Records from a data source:
■ ■ ■

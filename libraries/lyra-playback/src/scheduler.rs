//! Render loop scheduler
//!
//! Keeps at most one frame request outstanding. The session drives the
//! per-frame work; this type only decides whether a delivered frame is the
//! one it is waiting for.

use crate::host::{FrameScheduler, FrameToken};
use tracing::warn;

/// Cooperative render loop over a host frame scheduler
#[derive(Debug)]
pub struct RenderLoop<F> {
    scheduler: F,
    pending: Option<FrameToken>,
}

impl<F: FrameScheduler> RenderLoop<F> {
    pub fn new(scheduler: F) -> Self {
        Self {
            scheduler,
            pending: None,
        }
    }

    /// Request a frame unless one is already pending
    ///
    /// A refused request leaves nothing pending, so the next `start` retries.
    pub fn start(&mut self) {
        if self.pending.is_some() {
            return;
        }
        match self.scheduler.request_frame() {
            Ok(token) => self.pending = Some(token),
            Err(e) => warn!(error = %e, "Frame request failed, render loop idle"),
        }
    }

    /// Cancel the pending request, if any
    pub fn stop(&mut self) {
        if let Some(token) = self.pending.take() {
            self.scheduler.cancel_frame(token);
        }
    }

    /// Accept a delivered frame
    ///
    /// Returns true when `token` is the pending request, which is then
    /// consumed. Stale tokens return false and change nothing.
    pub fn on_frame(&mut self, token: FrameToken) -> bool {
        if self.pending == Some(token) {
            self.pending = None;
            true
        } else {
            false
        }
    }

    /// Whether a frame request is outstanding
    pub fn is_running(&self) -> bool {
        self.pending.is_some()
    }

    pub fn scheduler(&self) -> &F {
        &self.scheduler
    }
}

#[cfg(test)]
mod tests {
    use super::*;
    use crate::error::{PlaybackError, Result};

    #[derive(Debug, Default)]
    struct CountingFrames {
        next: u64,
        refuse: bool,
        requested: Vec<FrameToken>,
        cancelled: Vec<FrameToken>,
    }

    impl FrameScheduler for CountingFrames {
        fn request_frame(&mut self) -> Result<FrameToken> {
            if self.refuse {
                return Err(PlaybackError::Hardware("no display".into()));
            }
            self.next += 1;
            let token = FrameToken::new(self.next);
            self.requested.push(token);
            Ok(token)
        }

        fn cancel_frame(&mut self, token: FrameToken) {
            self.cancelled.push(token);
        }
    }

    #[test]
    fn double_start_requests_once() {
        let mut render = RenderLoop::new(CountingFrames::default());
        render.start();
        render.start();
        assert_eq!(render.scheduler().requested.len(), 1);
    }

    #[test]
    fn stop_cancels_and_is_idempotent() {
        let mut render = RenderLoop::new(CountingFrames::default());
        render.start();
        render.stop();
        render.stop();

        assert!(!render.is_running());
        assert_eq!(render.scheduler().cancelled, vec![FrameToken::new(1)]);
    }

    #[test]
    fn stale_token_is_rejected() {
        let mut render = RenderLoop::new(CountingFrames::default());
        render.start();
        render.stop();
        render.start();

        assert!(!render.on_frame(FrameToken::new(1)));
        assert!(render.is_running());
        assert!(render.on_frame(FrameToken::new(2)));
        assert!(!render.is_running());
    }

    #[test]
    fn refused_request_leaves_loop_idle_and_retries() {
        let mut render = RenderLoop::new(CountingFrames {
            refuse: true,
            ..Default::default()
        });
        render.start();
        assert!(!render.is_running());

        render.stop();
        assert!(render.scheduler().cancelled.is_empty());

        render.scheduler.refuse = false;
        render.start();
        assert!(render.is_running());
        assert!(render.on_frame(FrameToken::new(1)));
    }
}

■ ■ ■

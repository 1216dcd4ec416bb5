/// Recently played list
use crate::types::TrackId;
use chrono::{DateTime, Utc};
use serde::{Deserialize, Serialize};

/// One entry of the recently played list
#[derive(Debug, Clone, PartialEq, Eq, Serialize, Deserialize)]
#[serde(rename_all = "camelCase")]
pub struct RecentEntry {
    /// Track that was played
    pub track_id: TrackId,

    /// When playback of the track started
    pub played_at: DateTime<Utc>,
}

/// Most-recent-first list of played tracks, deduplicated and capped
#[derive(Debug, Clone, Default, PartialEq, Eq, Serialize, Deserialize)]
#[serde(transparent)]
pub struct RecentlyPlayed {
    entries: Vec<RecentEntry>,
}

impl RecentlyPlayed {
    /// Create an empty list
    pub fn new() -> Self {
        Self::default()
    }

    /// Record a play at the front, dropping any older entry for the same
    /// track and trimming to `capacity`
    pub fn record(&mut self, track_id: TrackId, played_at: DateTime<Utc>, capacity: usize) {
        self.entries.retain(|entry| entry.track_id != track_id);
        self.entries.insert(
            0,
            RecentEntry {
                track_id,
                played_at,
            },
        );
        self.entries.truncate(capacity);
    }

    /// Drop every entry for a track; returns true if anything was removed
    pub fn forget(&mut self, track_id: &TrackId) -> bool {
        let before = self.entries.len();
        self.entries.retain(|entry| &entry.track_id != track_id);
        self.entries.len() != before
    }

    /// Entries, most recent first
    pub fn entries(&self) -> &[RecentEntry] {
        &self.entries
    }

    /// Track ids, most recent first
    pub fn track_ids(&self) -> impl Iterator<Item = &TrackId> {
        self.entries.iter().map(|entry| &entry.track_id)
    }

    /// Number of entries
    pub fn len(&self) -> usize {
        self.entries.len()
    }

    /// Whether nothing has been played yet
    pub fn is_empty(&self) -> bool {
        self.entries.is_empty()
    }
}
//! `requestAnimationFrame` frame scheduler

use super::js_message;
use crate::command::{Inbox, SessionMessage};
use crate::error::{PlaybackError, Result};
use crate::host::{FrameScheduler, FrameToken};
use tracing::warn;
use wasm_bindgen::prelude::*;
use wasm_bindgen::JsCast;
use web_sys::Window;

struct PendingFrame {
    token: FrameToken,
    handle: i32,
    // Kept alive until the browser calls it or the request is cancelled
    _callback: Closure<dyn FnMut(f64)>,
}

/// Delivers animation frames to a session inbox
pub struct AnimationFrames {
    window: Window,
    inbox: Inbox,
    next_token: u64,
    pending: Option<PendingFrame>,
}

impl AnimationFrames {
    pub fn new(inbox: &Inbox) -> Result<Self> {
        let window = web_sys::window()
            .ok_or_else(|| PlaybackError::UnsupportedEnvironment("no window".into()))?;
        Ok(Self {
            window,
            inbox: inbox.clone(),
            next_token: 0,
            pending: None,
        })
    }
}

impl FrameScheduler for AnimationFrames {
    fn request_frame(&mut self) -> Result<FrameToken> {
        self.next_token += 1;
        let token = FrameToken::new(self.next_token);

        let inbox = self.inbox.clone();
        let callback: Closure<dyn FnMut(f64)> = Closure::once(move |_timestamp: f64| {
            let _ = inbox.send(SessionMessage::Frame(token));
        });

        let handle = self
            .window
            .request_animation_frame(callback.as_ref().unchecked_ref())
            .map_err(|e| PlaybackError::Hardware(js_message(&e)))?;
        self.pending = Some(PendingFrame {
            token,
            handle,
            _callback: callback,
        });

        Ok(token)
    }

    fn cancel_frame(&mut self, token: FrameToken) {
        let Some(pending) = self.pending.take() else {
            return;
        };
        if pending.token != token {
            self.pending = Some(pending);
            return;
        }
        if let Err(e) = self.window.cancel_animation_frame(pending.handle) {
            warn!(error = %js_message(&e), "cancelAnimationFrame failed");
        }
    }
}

■ ■ ■

YOUR TASK:
Please copy the lines above from the line with "pub struct RecentEntry" up to and including the line with "#[serde(transparent)]", exactly as written and with nothing else.

THE ANSWER:
pub struct RecentEntry {
    /// Track that was played
    pub track_id: TrackId,

    /// When playback of the track started
    pub played_at: DateTime<Utc>,
}

/// Most-recent-first list of played tracks, deduplicated and capped
#[derive(Debug, Clone, Default, PartialEq, Eq, Serialize, Deserialize)]
#[serde(transparent)]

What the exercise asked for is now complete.